» **EXERCISE**: Below are some entries. Copy each line that holds the string "clone".

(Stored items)
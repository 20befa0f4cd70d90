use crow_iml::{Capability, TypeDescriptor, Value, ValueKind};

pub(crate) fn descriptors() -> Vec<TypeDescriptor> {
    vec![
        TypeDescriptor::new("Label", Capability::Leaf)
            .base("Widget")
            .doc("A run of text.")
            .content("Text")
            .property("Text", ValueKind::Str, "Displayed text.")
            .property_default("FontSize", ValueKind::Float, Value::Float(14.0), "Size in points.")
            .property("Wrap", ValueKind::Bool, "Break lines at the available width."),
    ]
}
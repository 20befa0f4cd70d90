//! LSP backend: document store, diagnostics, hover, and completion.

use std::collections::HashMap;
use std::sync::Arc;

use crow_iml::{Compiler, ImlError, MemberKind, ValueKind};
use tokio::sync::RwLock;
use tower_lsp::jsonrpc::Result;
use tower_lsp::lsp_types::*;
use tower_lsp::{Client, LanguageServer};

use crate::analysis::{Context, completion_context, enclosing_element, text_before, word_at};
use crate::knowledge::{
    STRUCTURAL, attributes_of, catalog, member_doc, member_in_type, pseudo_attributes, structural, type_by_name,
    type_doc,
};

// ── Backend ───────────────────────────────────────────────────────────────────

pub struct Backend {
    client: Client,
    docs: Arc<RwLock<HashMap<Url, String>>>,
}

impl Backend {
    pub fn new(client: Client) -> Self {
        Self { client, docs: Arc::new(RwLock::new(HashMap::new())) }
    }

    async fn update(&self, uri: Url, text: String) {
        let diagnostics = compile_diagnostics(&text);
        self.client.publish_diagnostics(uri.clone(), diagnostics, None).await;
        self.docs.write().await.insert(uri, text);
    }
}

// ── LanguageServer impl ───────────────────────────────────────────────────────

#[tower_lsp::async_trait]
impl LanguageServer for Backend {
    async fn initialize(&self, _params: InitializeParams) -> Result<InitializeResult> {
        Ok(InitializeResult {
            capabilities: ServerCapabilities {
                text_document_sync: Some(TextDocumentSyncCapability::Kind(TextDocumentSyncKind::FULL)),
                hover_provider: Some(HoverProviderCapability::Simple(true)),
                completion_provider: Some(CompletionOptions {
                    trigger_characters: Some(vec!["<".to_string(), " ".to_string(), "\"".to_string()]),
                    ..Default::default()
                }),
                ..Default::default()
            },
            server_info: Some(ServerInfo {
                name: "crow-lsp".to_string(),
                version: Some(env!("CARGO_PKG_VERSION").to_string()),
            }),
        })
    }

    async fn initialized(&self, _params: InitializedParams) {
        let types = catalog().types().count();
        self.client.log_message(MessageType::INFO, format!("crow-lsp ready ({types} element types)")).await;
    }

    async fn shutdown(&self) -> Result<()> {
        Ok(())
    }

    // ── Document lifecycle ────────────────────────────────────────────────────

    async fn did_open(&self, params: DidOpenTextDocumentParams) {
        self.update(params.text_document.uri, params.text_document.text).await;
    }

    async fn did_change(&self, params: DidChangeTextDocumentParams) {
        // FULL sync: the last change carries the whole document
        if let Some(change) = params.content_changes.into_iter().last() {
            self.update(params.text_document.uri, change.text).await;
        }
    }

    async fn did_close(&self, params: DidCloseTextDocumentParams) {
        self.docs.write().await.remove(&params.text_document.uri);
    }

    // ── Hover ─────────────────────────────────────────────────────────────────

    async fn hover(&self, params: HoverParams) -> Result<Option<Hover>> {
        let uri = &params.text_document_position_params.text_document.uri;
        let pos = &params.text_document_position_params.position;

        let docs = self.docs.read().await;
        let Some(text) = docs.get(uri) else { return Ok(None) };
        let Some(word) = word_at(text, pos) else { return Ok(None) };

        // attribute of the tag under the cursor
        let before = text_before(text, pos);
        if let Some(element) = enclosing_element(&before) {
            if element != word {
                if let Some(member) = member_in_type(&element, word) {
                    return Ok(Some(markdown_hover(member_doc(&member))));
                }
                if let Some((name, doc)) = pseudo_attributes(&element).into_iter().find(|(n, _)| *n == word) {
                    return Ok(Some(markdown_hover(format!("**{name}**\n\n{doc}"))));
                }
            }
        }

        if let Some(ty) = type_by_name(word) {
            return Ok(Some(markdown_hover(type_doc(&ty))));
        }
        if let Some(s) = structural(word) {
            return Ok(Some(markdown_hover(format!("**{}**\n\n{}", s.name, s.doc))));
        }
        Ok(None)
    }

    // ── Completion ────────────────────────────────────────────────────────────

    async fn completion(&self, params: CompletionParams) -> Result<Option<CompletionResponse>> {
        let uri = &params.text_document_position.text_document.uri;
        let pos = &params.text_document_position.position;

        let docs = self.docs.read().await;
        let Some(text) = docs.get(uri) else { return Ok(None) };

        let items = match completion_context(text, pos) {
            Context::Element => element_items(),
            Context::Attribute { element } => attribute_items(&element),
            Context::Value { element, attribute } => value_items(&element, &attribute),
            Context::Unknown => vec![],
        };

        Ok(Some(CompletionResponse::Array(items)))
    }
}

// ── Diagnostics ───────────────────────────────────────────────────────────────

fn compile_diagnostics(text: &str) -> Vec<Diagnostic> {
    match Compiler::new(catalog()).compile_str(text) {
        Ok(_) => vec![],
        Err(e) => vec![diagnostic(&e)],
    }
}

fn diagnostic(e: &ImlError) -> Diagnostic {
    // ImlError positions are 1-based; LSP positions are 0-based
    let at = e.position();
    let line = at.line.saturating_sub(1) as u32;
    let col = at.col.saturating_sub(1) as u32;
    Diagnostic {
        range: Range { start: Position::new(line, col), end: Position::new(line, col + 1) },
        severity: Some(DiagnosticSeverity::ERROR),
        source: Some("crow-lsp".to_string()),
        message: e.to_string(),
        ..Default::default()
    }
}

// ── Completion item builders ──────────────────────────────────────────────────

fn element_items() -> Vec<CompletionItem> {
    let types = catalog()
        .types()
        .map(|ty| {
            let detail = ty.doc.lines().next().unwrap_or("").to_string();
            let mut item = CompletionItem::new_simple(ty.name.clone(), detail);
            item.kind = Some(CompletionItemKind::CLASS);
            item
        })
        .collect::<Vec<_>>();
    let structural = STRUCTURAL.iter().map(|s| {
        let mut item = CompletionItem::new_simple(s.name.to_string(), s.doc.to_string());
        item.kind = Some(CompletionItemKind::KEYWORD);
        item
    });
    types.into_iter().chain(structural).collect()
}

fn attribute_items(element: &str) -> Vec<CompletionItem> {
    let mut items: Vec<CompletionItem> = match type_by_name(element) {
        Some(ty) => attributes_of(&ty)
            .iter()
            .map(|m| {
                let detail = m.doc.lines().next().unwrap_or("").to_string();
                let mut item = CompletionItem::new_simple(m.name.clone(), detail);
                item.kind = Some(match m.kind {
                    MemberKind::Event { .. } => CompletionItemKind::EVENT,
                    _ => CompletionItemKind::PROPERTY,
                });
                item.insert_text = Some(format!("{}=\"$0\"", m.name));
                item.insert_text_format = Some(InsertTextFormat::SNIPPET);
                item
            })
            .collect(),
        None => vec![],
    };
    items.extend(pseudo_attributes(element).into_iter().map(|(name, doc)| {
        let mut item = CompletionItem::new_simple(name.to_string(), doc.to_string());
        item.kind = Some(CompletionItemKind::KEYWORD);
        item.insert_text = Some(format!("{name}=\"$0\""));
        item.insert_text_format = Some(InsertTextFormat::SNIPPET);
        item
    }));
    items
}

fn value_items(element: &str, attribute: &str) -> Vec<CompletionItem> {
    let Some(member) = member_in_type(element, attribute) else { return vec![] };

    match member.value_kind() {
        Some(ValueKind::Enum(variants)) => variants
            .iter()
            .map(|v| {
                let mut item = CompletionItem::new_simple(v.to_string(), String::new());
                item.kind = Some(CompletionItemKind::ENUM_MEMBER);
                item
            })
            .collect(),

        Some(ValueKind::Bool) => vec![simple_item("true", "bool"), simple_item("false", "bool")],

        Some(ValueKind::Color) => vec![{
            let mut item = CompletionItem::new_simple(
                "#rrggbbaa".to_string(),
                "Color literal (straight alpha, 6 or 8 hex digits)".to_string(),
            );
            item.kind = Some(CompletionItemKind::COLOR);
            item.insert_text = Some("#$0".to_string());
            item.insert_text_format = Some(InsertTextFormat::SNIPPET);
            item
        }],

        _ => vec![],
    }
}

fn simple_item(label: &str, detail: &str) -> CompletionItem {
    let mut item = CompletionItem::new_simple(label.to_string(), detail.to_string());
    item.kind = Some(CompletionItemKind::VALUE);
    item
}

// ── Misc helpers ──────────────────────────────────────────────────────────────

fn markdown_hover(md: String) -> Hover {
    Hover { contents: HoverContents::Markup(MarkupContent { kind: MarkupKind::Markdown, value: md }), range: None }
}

» **OUTPUT**:
        self.client.publish_diagnostics(uri.clone(), diagnostics, None).await;
            let mut item = CompletionItem::new_simple(ty.name.clone(), detail);
                let mut item = CompletionItem::new_simple(m.name.clone(), detail);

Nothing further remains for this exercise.